I am astonished that anyone who held their nose long enough to vote for Trump could still be supporting him. I know many voters went Republican in order to advance their conservative agenda, and I get that. After all, I voted for Hillary despite her shortcomings – I understand how someone might say I held my nose as I cast my vote, just to advance a progressive agenda. But as chaos has descended on Washington, how can even the most conservative among us remain steadfast in their support? Nobody can hold their nose forever – at some point you have to give up, gasping for breath, or pass out.
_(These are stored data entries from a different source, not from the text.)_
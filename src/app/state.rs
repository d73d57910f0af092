//! Application state

use crate::models::{ImageAsset, SavedLook, UserProfile};

/// Whether someone is signed in
#[derive(Debug, Clone, Copy, PartialEq, Eq, Default)]
pub enum Session {
    /// No user profile is loaded
    #[default]
    SignedOut,
    /// A user profile is loaded
    SignedIn,
}

/// In-memory session truth owned by [`super::AppStore`]
#[derive(Debug, Clone, PartialEq, Eq)]
pub struct AppState {
    /// Signed-in user
    pub user: Option<UserProfile>,
    /// Hydration from storage is in progress
    pub is_loading: bool,
    /// Session was started through the developer path
    pub is_dev_mode: bool,
    /// Staged subject image
    pub user_img: Option<ImageAsset>,
    /// Staged garment image
    pub fit_img: Option<ImageAsset>,
    /// Saved looks, newest first
    pub saved_looks: Vec<SavedLook>,
}

impl Default for AppState {
    fn default() -> Self {
        Self {
            user: None,
            // Nothing is shown until the first load finishes.
            is_loading: true,
            is_dev_mode: false,
            user_img: None,
            fit_img: None,
            saved_looks: Vec::new(),
        }
    }
}

impl AppState {
    /// Current session status
    pub const fn session(&self) -> Session {
        if self.user.is_some() {
            Session::SignedIn
        } else {
            Session::SignedOut
        }
    }

    /// Both images are staged
    pub const fn is_ready(&self) -> bool {
        self.user_img.is_some() && self.fit_img.is_some()
    }

    /// Generations left for the signed-in user
    pub fn quota_remaining(&self) -> Option<u32> {
        self.user.as_ref().map(UserProfile::remaining)
    }

    /// Whether a generation may start; signed-out sessions are not quota-limited
    pub fn has_quota(&self) -> bool {
        self.user.as_ref().is_none_or(UserProfile::has_quota)
    }

    /// Look up a saved look
    pub fn saved_look(&self, id: &str) -> Option<&SavedLook> {
        self.saved_looks.iter().find(|look| look.id == id)
    }
}
//! Saved look model

use chrono::{DateTime, Utc};
use serde::{Deserialize, Serialize};
use uuid::Uuid;

/// Number of saved looks kept, newest first
pub const MAX_SAVED_LOOKS: usize = 50;

/// A generated look kept in the gallery
#[derive(Debug, Clone, PartialEq, Eq, Serialize, Deserialize)]
#[serde(rename_all = "camelCase")]
pub struct SavedLook {
    /// Unique identifier
    pub id: String,
    /// Data URI or remote URI of the composited image
    pub image: String,
    /// Creation time, stored as epoch milliseconds
    #[serde(with = "chrono::serde::ts_milliseconds")]
    pub created_at: DateTime<Utc>,
    /// Subject image the look was generated from
    #[serde(default, skip_serializing_if = "Option::is_none")]
    pub user_image_uri: Option<String>,
    /// Garment image the look was generated from
    #[serde(default, skip_serializing_if = "Option::is_none")]
    pub fit_image_uri: Option<String>,
}

impl SavedLook {
    /// Create a look with a fresh time-ordered id
    pub fn new(image: impl Into<String>) -> Self {
        Self {
            id: Uuid::now_v7().to_string(),
            image: image.into(),
            created_at: Utc::now(),
            user_image_uri: None,
            fit_image_uri: None,
        }
    }

    /// Record the source images
    pub fn with_sources(mut self, user_image_uri: &str, fit_image_uri: &str) -> Self {
        self.user_image_uri = Some(user_image_uri.to_string());
        self.fit_image_uri = Some(fit_image_uri.to_string());
        self
    }

    /// Human-friendly relative time ("5m", "2h", "3d")
    pub fn relative_time(&self) -> String {
        let duration = Utc::now().signed_duration_since(self.created_at);

        if duration.num_days() > 0 {
            format!("{}d", duration.num_days())
        } else if duration.num_hours() > 0 {
            format!("{}h", duration.num_hours())
        } else if duration.num_minutes() > 0 {
            format!("{}m", duration.num_minutes())
        } else {
            "now".to_string()
        }
    }
}

/// Prepend a look and drop everything past [`MAX_SAVED_LOOKS`]
pub fn prepend_capped(looks: &mut Vec<SavedLook>, look: SavedLook) {
    looks.insert(0, look);
    looks.truncate(MAX_SAVED_LOOKS);
}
To the extent that I had any edge left to go over, the “shithole country” episode pushed me past it. To me it perfectly epitomizes what’s wrong here. There are countries in the world that lag in economic development, in technology, in education, and plenty of other areas. Some of them continue to suffer the effects of colonial abuse, others were long victimized by dictators propped up by more “developed” nations. When someone talks about those countries with understanding, with historical context, and with a view toward how to move forward, they show themselves for who they are – thoughtful people with a nuanced view of the world. When someone reduces thousands of years of history to a single expletive, they also show themselves for the simplistic, ignorant beings that they are.
Trump’s ignorance is no excuse for inciting those with the basest of human instincts to rear their ugly heads. And I fear what that has unleashed in the country, and in my family. Tell me you want tax reform, and I understand. Tell me you want a cogent immigration policy, I’m with you. We might disagree on what either of those should look like, but at least we can debate it.
But tell me you really believe white Europeans are inherently superior to other peoples, and that it’s okay to openly insult and demean anyone who doesn’t look like you, and I don’t know what to do with that. Tell me these are your opinions, as good as anyone else’s opinions, and that you are entitled to them, and I have no trouble telling you they (and you) are not. After all, Hitler had opinions, too. There was a time when some were of the “opinion” that lynching was justifiable, or that gay people should be imprisoned (or worse), but these were not just opinions. They were evil – and history shows us where that leads.
The conservative side of my family doesn’t see it this way. Progressives’ disgust at having this terrible man in the White House is now read as confirmation of intolerable elitism, immorality, and whatever it is they decide is “political correctness.” They have hardened their hearts against us, as we have against them.
Who are you, that you think we should just let the rich get richer, and abandon those in our society who need us the most?
Who are you, that you think my hard-earned money should be stolen in taxes to pay for freeloaders?
On both sides, what was once a typical roster of quirks and differences is seen in a new light — now even minor complaints are evidence of moral vacuity. Old grievances are resurrected and cemented. There may not be a path back.
I don’t know how families celebrated Christmas in 1865 — were former slave owners invited to the holiday feast with abolitionist brothers and cousins? Or did they go their separate ways, families forever rent by the paths they’d taken when it was time to choose? Because right now it’s time to choose – and it’s hard to see how my family will ever sit down to a holiday meal together again.
It saddens me, to be sure. But I am not so sad that I will give ground on the essential question. I know who I am. But who are we?